- **What the exercise asks**
Find every line below with the word "formation" in it, and copy each one.

- **Records from a data collection**
-- Opening Marker --

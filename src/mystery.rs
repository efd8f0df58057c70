/// Mystery target controller: a bonus ship that waits out its own timer,
/// then glides across the top of the screen and bounces back at either side.

use rand::seq::SliceRandom;
use rand::Rng;

use crate::entities::{Mystery, Rect};

pub const MYSTERY_MOVE_TIME: u64 = 25_000;
pub const MYSTERY_SPEED: i32 = 2;
pub const MYSTERY_POINTS: [u32; 4] = [50, 100, 150, 300];

const SPAWN_X: i32 = -80;
const SPAWN_Y: i32 = 45;
const WIDTH: i32 = 75;
const HEIGHT: i32 = 35;

impl Mystery {
    pub fn spawn(now: u64) -> Self {
        Self {
            rect: Rect::new(SPAWN_X, SPAWN_Y, WIDTH, HEIGHT),
            direction: 1,
            move_time: MYSTERY_MOVE_TIME,
            timer: now,
            missed: 0,
        }
    }

    /// Move one tick once the wait has elapsed; bounce and restart the wait
    /// after leaving either side of the screen.
    pub fn advance(&mut self, now: u64) {
        let passed = now.saturating_sub(self.timer);
        let moving = passed > self.move_time;
        if moving {
            if self.direction == 1 && self.rect.x < 840 {
                self.rect.x += MYSTERY_SPEED;
            }
            if self.direction == -1 && self.rect.x > -100 {
                self.rect.x -= MYSTERY_SPEED;
            }
        }

        let mut bounced = false;
        if self.rect.x > 830 {
            self.direction = -1;
            bounced = true;
        }
        if self.rect.x < -90 {
            self.direction = 1;
            bounced = true;
        }
        if moving && bounced {
            self.timer = now;
            self.missed += 1;
        }
    }
}

/// Points for shooting down a mystery ship.
pub fn roll_points(rng: &mut impl Rng) -> u32 {
    MYSTERY_POINTS.choose(rng).copied().unwrap_or(MYSTERY_POINTS[0])
}
use invaders_env::entities::{Bullet, Phase};
use invaders_env::formation::{COLUMNS, ROWS};
use invaders_env::telemetry::load_records;
use invaders_env::{Action, EnvConfig, Error, Observation, SpaceInvaders};

fn seeded_config(seed: u64) -> EnvConfig {
    EnvConfig {
        seed: Some(seed),
        ..EnvConfig::default()
    }
}

fn playing_env() -> SpaceInvaders {
    let mut env = SpaceInvaders::new(seeded_config(42)).unwrap();
    env.start();
    env
}

fn close(a: f64, b: f64) -> bool {
    (a - b).abs() < 1e-9
}

// ── construction ──────────────────────────────────────────────────────────────

#[test]
fn rejects_bad_configuration() {
    let configs = [
        EnvConfig {
            obs_width: 0,
            ..EnvConfig::default()
        },
        EnvConfig {
            obs_height: 601,
            ..EnvConfig::default()
        },
        EnvConfig {
            tick_ms: 0,
            ..EnvConfig::default()
        },
    ];
    for config in configs {
        assert!(matches!(
            SpaceInvaders::new(config),
            Err(Error::InvalidConfig(_))
        ));
    }
}

#[test]
fn starts_on_the_title_screen() {
    let mut env = SpaceInvaders::new(seeded_config(1)).unwrap();
    assert_eq!(env.phase(), Phase::TitleScreen);

    let result = env.step(Action::Fire);
    assert_eq!(result.reward, 0.0);
    assert!(!result.terminal);
    assert_eq!(env.phase(), Phase::TitleScreen);
    assert!(result.observation.data.iter().all(|&v| v == 0.0));
}

// ── observations ──────────────────────────────────────────────────────────────

#[test]
fn observation_has_the_configured_shape() {
    let mut env = SpaceInvaders::new(EnvConfig {
        obs_width: 100,
        obs_height: 50,
        seed: Some(3),
        ..EnvConfig::default()
    })
    .unwrap();
    env.start();
    let obs = env.step(Action::Noop).observation;
    assert_eq!((obs.width, obs.height), (100, 50));
    assert_eq!(obs.data.len(), Observation::CHANNELS * 100 * 50);
    assert!(obs.data.iter().all(|v| (0.0..=1.0).contains(v)));
    assert!(obs.data.iter().any(|&v| v > 0.0));
}

// ── time ──────────────────────────────────────────────────────────────────────

#[test]
fn each_step_advances_the_clock_by_one_tick() {
    let mut env = SpaceInvaders::new(EnvConfig {
        tick_ms: 16,
        seed: Some(5),
        ..EnvConfig::default()
    })
    .unwrap();
    env.start();
    for _ in 0..3 {
        env.step(Action::Noop);
    }
    assert_eq!(env.state().clock, 48);
}

#[test]
fn first_playing_step_earns_the_base_reward() {
    let mut env = playing_env();
    let result = env.step(Action::Noop);
    assert!(close(result.reward, 0.1));
    assert!(!result.terminal);
}

// ── determinism ───────────────────────────────────────────────────────────────

#[test]
fn same_seed_same_actions_same_episode() {
    let mut a = SpaceInvaders::new(seeded_config(7)).unwrap();
    let mut b = SpaceInvaders::new(seeded_config(7)).unwrap();
    a.start();
    b.start();
    for i in 0..1500 {
        let action = Action::ALL[(i / 7) % 4];
        let ra = a.step(action);
        let rb = b.step(action);
        assert_eq!(ra.reward, rb.reward, "step {i}");
        assert_eq!(ra.terminal, rb.terminal, "step {i}");
        assert_eq!(ra.observation, rb.observation, "step {i}");
    }
    assert_eq!(a.score(), b.score());
}

#[test]
fn unknown_raw_action_is_a_no_op() {
    let mut a = SpaceInvaders::new(seeded_config(9)).unwrap();
    let mut b = SpaceInvaders::new(seeded_config(9)).unwrap();
    a.start();
    b.start();
    for _ in 0..100 {
        let ra = a.step_raw(9);
        let rb = b.step(Action::Noop);
        assert_eq!(ra.observation, rb.observation);
    }
    assert_eq!(a.state().player.rect, b.state().player.rect);
}

// ── lives ─────────────────────────────────────────────────────────────────────

#[test]
fn hit_costs_a_life_and_the_ship_respawns() {
    let mut env = playing_env();
    env.state_mut().enemy_bullets.push(Bullet::enemy(380, 540));
    let result = env.step(Action::Noop);
    assert_eq!(result.reward, -300.0);
    assert!(!result.terminal);
    assert_eq!(env.state().lives.remaining(), 2);

    // Every tick of the wait is penalised, including the one the ship
    // returns on
    let mut steps = 0;
    while !env.state().player.alive {
        let result = env.step(Action::Noop);
        assert_eq!(result.reward, -300.0, "waiting tick {steps}");
        steps += 1;
        assert!(steps < 100);
    }
    // Hit at clock 0, back once more than 900 has passed: clock 930
    assert_eq!(steps, 31);

    let result = env.step(Action::Noop);
    assert!(close(result.reward, 0.1));
}

#[test]
fn last_hit_ends_the_episode() {
    let mut env = playing_env();
    for marker in env.state_mut().lives.markers.iter_mut() {
        marker.alive = false;
    }
    env.state_mut().enemy_bullets.push(Bullet::enemy(380, 540));

    let result = env.step(Action::Noop);
    assert_eq!(result.reward, -1000.0);
    assert!(result.terminal);
    assert_eq!(env.phase(), Phase::GameOver);

    let result = env.step(Action::Noop);
    assert_eq!(result.reward, 0.0);
    assert!(result.terminal);
    assert_eq!(env.phase(), Phase::TitleScreen);

    env.start();
    let result = env.step(Action::Noop);
    assert!(!result.terminal);
    assert_eq!(env.score(), 0);
    assert_eq!(env.state().lives.remaining(), 3);
}

// ── rounds ────────────────────────────────────────────────────────────────────

#[test]
fn clearing_a_round_pays_out_and_the_next_starts_lower() {
    let mut env = playing_env();
    for row in 0..ROWS {
        for column in 0..COLUMNS {
            if (row, column) != (4, 0) {
                env.state_mut().formation.kill(row, column);
            }
        }
    }
    env.state_mut().player_bullets.push(Bullet::player(160, 270));

    let result = env.step(Action::Noop);
    assert!(close(result.reward, 0.1 + 100.0 + 1000.0));
    assert_eq!(env.score(), 10);
    // The explosion is still on screen
    assert_eq!(env.phase(), Phase::Playing);

    let mut saw_round_clear = false;
    let mut next_round_clock = None;
    for _ in 0..200 {
        let clock = env.state().clock;
        let phase = env.phase();
        let result = env.step(Action::Noop);
        if phase == Phase::RoundClear {
            saw_round_clear = true;
            assert_eq!(result.reward, 0.0);
        }
        if env.phase() == Phase::Playing && phase == Phase::RoundClear {
            next_round_clock = Some(clock);
            break;
        }
    }
    assert!(saw_round_clear);
    assert_eq!(next_round_clock, Some(3000));

    let state = env.state();
    assert_eq!(state.enemy_position, 100);
    assert_eq!(state.score, 10);
    assert_eq!(state.formation.len(), 50);
    assert_eq!(state.formation.get(0, 0).unwrap().rect.y, 100);
    assert_eq!(state.lives.remaining(), 3);
}

// ── telemetry ─────────────────────────────────────────────────────────────────

#[test]
fn finished_games_are_logged_once() {
    let dir = tempfile::tempdir().unwrap();
    let path = dir.path().join("stats.txt");
    let mut env = SpaceInvaders::new(EnvConfig {
        seed: Some(11),
        telemetry_path: Some(path.clone()),
        ..EnvConfig::default()
    })
    .unwrap();
    env.set_exploration(0.25);

    for _ in 0..2 {
        env.start();
        for marker in env.state_mut().lives.markers.iter_mut() {
            marker.alive = false;
        }
        env.state_mut().enemy_bullets.push(Bullet::enemy(380, 540));
        for _ in 0..3 {
            env.step(Action::Noop);
        }
    }

    let records = load_records(&path).unwrap();
    assert_eq!(records.len(), 2);
    for record in records {
        assert_eq!(record.score, 0);
        assert_eq!(record.epsilon, 0.25);
        assert_eq!(record.reward, -1000.0);
    }
}

#[test]
fn reset_after_game_over_starts_a_logged_episode() {
    let dir = tempfile::tempdir().unwrap();
    let path = dir.path().join("stats.txt");
    let mut env = SpaceInvaders::new(EnvConfig {
        seed: Some(13),
        telemetry_path: Some(path.clone()),
        ..EnvConfig::default()
    })
    .unwrap();
    env.start();

    for _ in 0..2 {
        for marker in env.state_mut().lives.markers.iter_mut() {
            marker.alive = false;
        }
        env.state_mut().enemy_bullets.push(Bullet::enemy(380, 540));
        assert!(env.step(Action::Noop).terminal);
        env.reset(0);
        assert_eq!(env.episode_reward(), 0.0);
    }

    let records = load_records(&path).unwrap();
    assert_eq!(records.len(), 2);
    assert_eq!(records[1].reward, -1000.0);
}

-- Closing Marker --

- **Answer below**
use invaders_env::formation::{COLUMNS, ROWS};
                env.state_mut().formation.kill(row, column);
    assert_eq!(state.formation.len(), 50);
    assert_eq!(state.formation.get(0, 0).unwrap().rect.y, 100);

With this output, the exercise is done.